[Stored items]
//! # assistant-core
//!
//! Domain model, persistence traits and the chat pipeline of the trading
//! assistant.
//!
//! ## Architecture
//!
//! ```text
//! ┌──────────────────────────────────────────────────────────────┐
//! │                        ChatService                           │
//! │  ┌─────────────┐  ┌──────────────┐  ┌─────────────────────┐  │
//! │  │ Moderation  │──│   History    │──│     AiService       │  │
//! │  │             │  │  (ChatStore) │  │     (Strategy)      │  │
//! │  └─────────────┘  └──────────────┘  └─────────────────────┘  │
//! └──────────────────────────────────────────────────────────────┘
//! ```
//!
//! The `AiService` trait lets the pipeline run against OpenAI, Ollama or
//! any other backend; `AiServiceFactory` picks one from a user's settings.

pub mod alert;
pub mod chat;
pub mod error;
pub mod message;
pub mod model;
pub mod provider;
pub mod reaction;
pub mod store;

pub use alert::{ActiveAlert, AlertChannel, AlertCondition, AlertRule, ConditionKind, NewAlertRule};
pub use chat::{ChatConfig, ChatService};
pub use error::{AssistantError, Result};
pub use message::{Conversation, Message, Role};
pub use model::{
    ChatLog, MessageCategory, NewMessage, ProviderKind, Reaction, SettingsUpdate, Thread,
    ThreadMessage, User, UserSettings,
};
pub use provider::{AiService, AiServiceFactory, Completion, CompletionOptions, ModelInfo};
pub use reaction::toggle_reaction;
pub use store::{AccountStore, AlertStore, ChatStore, MemoryStore};
#[cfg(feature = "postgres")]
pub use store::PgStore;
//! HTTP Handlers

use axum::{
    extract::{Path, State},
    http::StatusCode,
    Json,
};
use serde::{Deserialize, Serialize};
use uuid::Uuid;

use assistant_core::{
    model::{thread_title, DEFAULT_THREAD_TITLE},
    toggle_reaction, AlertChannel, AlertRule, AssistantError, ChatService, MessageCategory,
    ModelInfo, NewAlertRule, NewMessage, Reaction, Role, SettingsUpdate, Thread, ThreadMessage,
    UserSettings,
};
use market_alerts::CheckSummary;

use crate::auth::AuthUser;
use crate::error::{ApiResult, JsonBody};
use crate::state::AppState;

// ============================================================================
// Request / Response Types
// ============================================================================

#[derive(Serialize)]
pub struct HealthResponse {
    pub status: &'static str,
    pub version: &'static str,
    pub store: &'static str,
    pub alert_channels: Vec<AlertChannel>,
}

#[derive(Debug, Default, Deserialize)]
pub struct CreateThreadRequest {
    #[serde(default)]
    pub title: Option<String>,
    /// Used to derive the title when none is given
    #[serde(default)]
    pub message: Option<String>,
}

#[derive(Debug, Deserialize)]
pub struct AppendMessageRequest {
    pub role: String,
    pub content: String,
    #[serde(default)]
    pub image: Option<String>,
    #[serde(default)]
    pub category: Option<String>,
}

#[derive(Debug, Deserialize)]
pub struct ReactionRequest {
    pub emoji: String,
}

#[derive(Debug, Serialize)]
pub struct ReactionResponse {
    pub message_id: Uuid,
    pub reactions: Vec<Reaction>,
}

#[derive(Debug, Serialize)]
pub struct ConnectionTestResponse {
    pub success: bool,
    pub provider: String,
    pub model: String,
}

#[derive(Debug, Serialize)]
pub struct ModelsResponse {
    pub provider: String,
    pub models: Vec<ModelInfo>,
}

#[derive(Debug, Deserialize)]
pub struct ChatRequest {
    pub message: String,
    #[serde(default)]
    pub thread_id: Option<Uuid>,
    /// Chart screenshot or other image, as a URL or data URL
    #[serde(default)]
    pub image: Option<String>,
}

#[derive(Debug, Serialize)]
pub struct ChatResponse {
    pub thread_id: Uuid,
    pub message: ThreadMessage,
}

// ============================================================================
// Health
// ============================================================================

/// Health check endpoint
pub async fn health_check(State(state): State<AppState>) -> Json<HealthResponse> {
    let notifier = state.alerts.notifier();
    let alert_channels = [AlertChannel::Email, AlertChannel::Telegram, AlertChannel::Chat]
        .into_iter()
        .filter(|c| notifier.is_configured(*c))
        .collect();

    Json(HealthResponse {
        status: "healthy",
        version: env!("CARGO_PKG_VERSION"),
        store: state.store_kind,
        alert_channels,
    })
}

// ============================================================================
// Threads
// ============================================================================

pub async fn list_threads(
    State(state): State<AppState>,
    user: AuthUser,
) -> ApiResult<Json<Vec<Thread>>> {
    Ok(Json(state.chats.list_threads(user.id()).await?))
}

pub async fn create_thread(
    State(state): State<AppState>,
    user: AuthUser,
    JsonBody(payload): JsonBody<CreateThreadRequest>,
) -> ApiResult<(StatusCode, Json<Thread>)> {
    let title = match (payload.title, payload.message) {
        (Some(title), _) if !title.trim().is_empty() => title.trim().to_string(),
        (_, Some(message)) => thread_title(&message),
        _ => DEFAULT_THREAD_TITLE.to_string(),
    };

    let thread = state.chats.create_thread(user.id(), &title).await?;
    tracing::info!(thread_id = %thread.id, user_id = user.id(), "Thread created");
    Ok((StatusCode::CREATED, Json(thread)))
}

pub async fn delete_thread(
    State(state): State<AppState>,
    user: AuthUser,
    Path(thread_id): Path<Uuid>,
) -> ApiResult<StatusCode> {
    if !state.chats.delete_thread(thread_id, user.id()).await? {
        return Err(AssistantError::NotFound("Chat thread".into()).into());
    }
    Ok(StatusCode::NO_CONTENT)
}

async fn owned_thread(state: &AppState, thread_id: Uuid, user_id: &str) -> ApiResult<Thread> {
    state
        .chats
        .get_thread(thread_id, user_id)
        .await?
        .ok_or_else(|| AssistantError::NotFound("Chat thread".into()).into())
}

// ============================================================================
// Messages
// ============================================================================

pub async fn list_messages(
    State(state): State<AppState>,
    user: AuthUser,
    Path(thread_id): Path<Uuid>,
) -> ApiResult<Json<Vec<ThreadMessage>>> {
    let thread = owned_thread(&state, thread_id, user.id()).await?;
    Ok(Json(state.chats.list_messages(thread.id).await?))
}

/// Store a message verbatim, without calling the AI service
pub async fn append_message(
    State(state): State<AppState>,
    user: AuthUser,
    Path(thread_id): Path<Uuid>,
    JsonBody(payload): JsonBody<AppendMessageRequest>,
) -> ApiResult<(StatusCode, Json<ThreadMessage>)> {
    let role: Role = payload.role.parse()?;
    let category = match payload.category.as_deref() {
        Some(category) => category.parse()?,
        None => MessageCategory::default(),
    };
    if payload.content.trim().is_empty() {
        return Err(AssistantError::Validation("Message content is required".into()).into());
    }

    let thread = owned_thread(&state, thread_id, user.id()).await?;
    let message = NewMessage::new(thread.id, user.id(), role, payload.content)
        .with_image(payload.image)
        .with_category(category);

    let stored = state.chats.insert_message(message).await?;
    state.chats.touch_thread(thread.id).await?;
    Ok((StatusCode::CREATED, Json(stored)))
}

pub async fn react_to_message(
    State(state): State<AppState>,
    user: AuthUser,
    Path(message_id): Path<Uuid>,
    JsonBody(payload): JsonBody<ReactionRequest>,
) -> ApiResult<Json<ReactionResponse>> {
    let reactions =
        toggle_reaction(state.chats.as_ref(), message_id, user.id(), &payload.emoji).await?;
    Ok(Json(ReactionResponse { message_id, reactions }))
}

// ============================================================================
// Settings
// ============================================================================

async fn stored_settings(state: &AppState, user_id: &str) -> ApiResult<UserSettings> {
    Ok(state
        .accounts
        .get_settings(user_id)
        .await?
        .unwrap_or_else(|| UserSettings::new(user_id)))
}

/// Current settings with secrets masked
pub async fn get_settings(
    State(state): State<AppState>,
    user: AuthUser,
) -> ApiResult<Json<UserSettings>> {
    let settings = stored_settings(&state, user.id()).await?;
    Ok(Json(settings.masked()))
}

pub async fn update_settings(
    State(state): State<AppState>,
    user: AuthUser,
    JsonBody(update): JsonBody<SettingsUpdate>,
) -> ApiResult<Json<UserSettings>> {
    let settings = state.accounts.update_settings(user.id(), &update).await?;
    tracing::info!(
        user_id = user.id(),
        provider = %settings.ai_provider.as_str(),
        "Settings updated"
    );
    Ok(Json(settings.masked()))
}

/// Try candidate credentials against the provider without saving them
///
/// The candidate is merged over the stored settings, so an empty body tests
/// what is already saved.
pub async fn check_credentials(
    State(state): State<AppState>,
    user: AuthUser,
    JsonBody(candidate): JsonBody<SettingsUpdate>,
) -> ApiResult<Json<ConnectionTestResponse>> {
    let mut settings = stored_settings(&state, user.id()).await?;
    settings.apply(&candidate);

    let ai = state.ai.build(&settings)?;
    let success = ai.health_check().await?;
    tracing::info!(
        user_id = user.id(),
        provider = ai.name(),
        success,
        "Provider connection tested"
    );

    Ok(Json(ConnectionTestResponse {
        success,
        provider: ai.name().to_string(),
        model: ai.model().to_string(),
    }))
}

/// Models offered by the caller's provider
pub async fn list_provider_models(
    State(state): State<AppState>,
    user: AuthUser,
) -> ApiResult<Json<ModelsResponse>> {
    let settings = stored_settings(&state, user.id()).await?;
    let ai = state.ai.build(&settings)?;
    let models = ai.list_models().await?;

    Ok(Json(ModelsResponse {
        provider: ai.name().to_string(),
        models,
    }))
}

// ============================================================================
// Chat
// ============================================================================

/// Run one exchange through the chat pipeline
///
/// The AI service is built per request from the caller's settings.
pub async fn chat_handler(
    State(state): State<AppState>,
    user: AuthUser,
    JsonBody(payload): JsonBody<ChatRequest>,
) -> ApiResult<Json<ChatResponse>> {
    let settings = stored_settings(&state, user.id()).await?;

    let ai = state.ai.build(&settings)?;
    let service = ChatService::new(ai, state.chats.clone(), state.chat_config.clone());
    let reply = service
        .process_message_with_image(
            user.id(),
            &payload.message,
            payload.image.as_deref(),
            payload.thread_id,
        )
        .await?;

    Ok(Json(ChatResponse {
        thread_id: reply.thread_id,
        message: reply,
    }))
}

// ============================================================================
// Alerts
// ============================================================================

pub async fn list_alerts(
    State(state): State<AppState>,
    user: AuthUser,
) -> ApiResult<Json<Vec<AlertRule>>> {
    Ok(Json(state.alert_rules.list_alerts(user.id()).await?))
}

pub async fn create_alert(
    State(state): State<AppState>,
    user: AuthUser,
    JsonBody(rule): JsonBody<NewAlertRule>,
) -> ApiResult<(StatusCode, Json<AlertRule>)> {
    let rule = state.alert_rules.create_alert(user.id(), rule).await?;
    tracing::info!(
        rule_id = %rule.id,
        coin = %rule.coin,
        condition = %rule.condition,
        "Alert rule created"
    );
    Ok((StatusCode::CREATED, Json(rule)))
}

pub async fn delete_alert(
    State(state): State<AppState>,
    user: AuthUser,
    Path(alert_id): Path<Uuid>,
) -> ApiResult<StatusCode> {
    if !state.alert_rules.delete_alert(alert_id, user.id()).await? {
        return Err(AssistantError::NotFound("Alert".into()).into());
    }
    Ok(StatusCode::NO_CONTENT)
}

/// Run an alert pass now instead of waiting for the scheduler
pub async fn check_alerts(
    State(state): State<AppState>,
    _user: AuthUser,
) -> ApiResult<Json<CheckSummary>> {
    Ok(Json(state.alerts.check_alerts().await?))
}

→ What to do
Which of the lines above include the word "UserSettings"? List those lines.

→ Response
    ThreadMessage, User, UserSettings,
    UserSettings,
async fn stored_settings(state: &AppState, user_id: &str) -> ApiResult<UserSettings> {
        .unwrap_or_else(|| UserSettings::new(user_id)))
) -> ApiResult<Json<UserSettings>> {
) -> ApiResult<Json<UserSettings>> {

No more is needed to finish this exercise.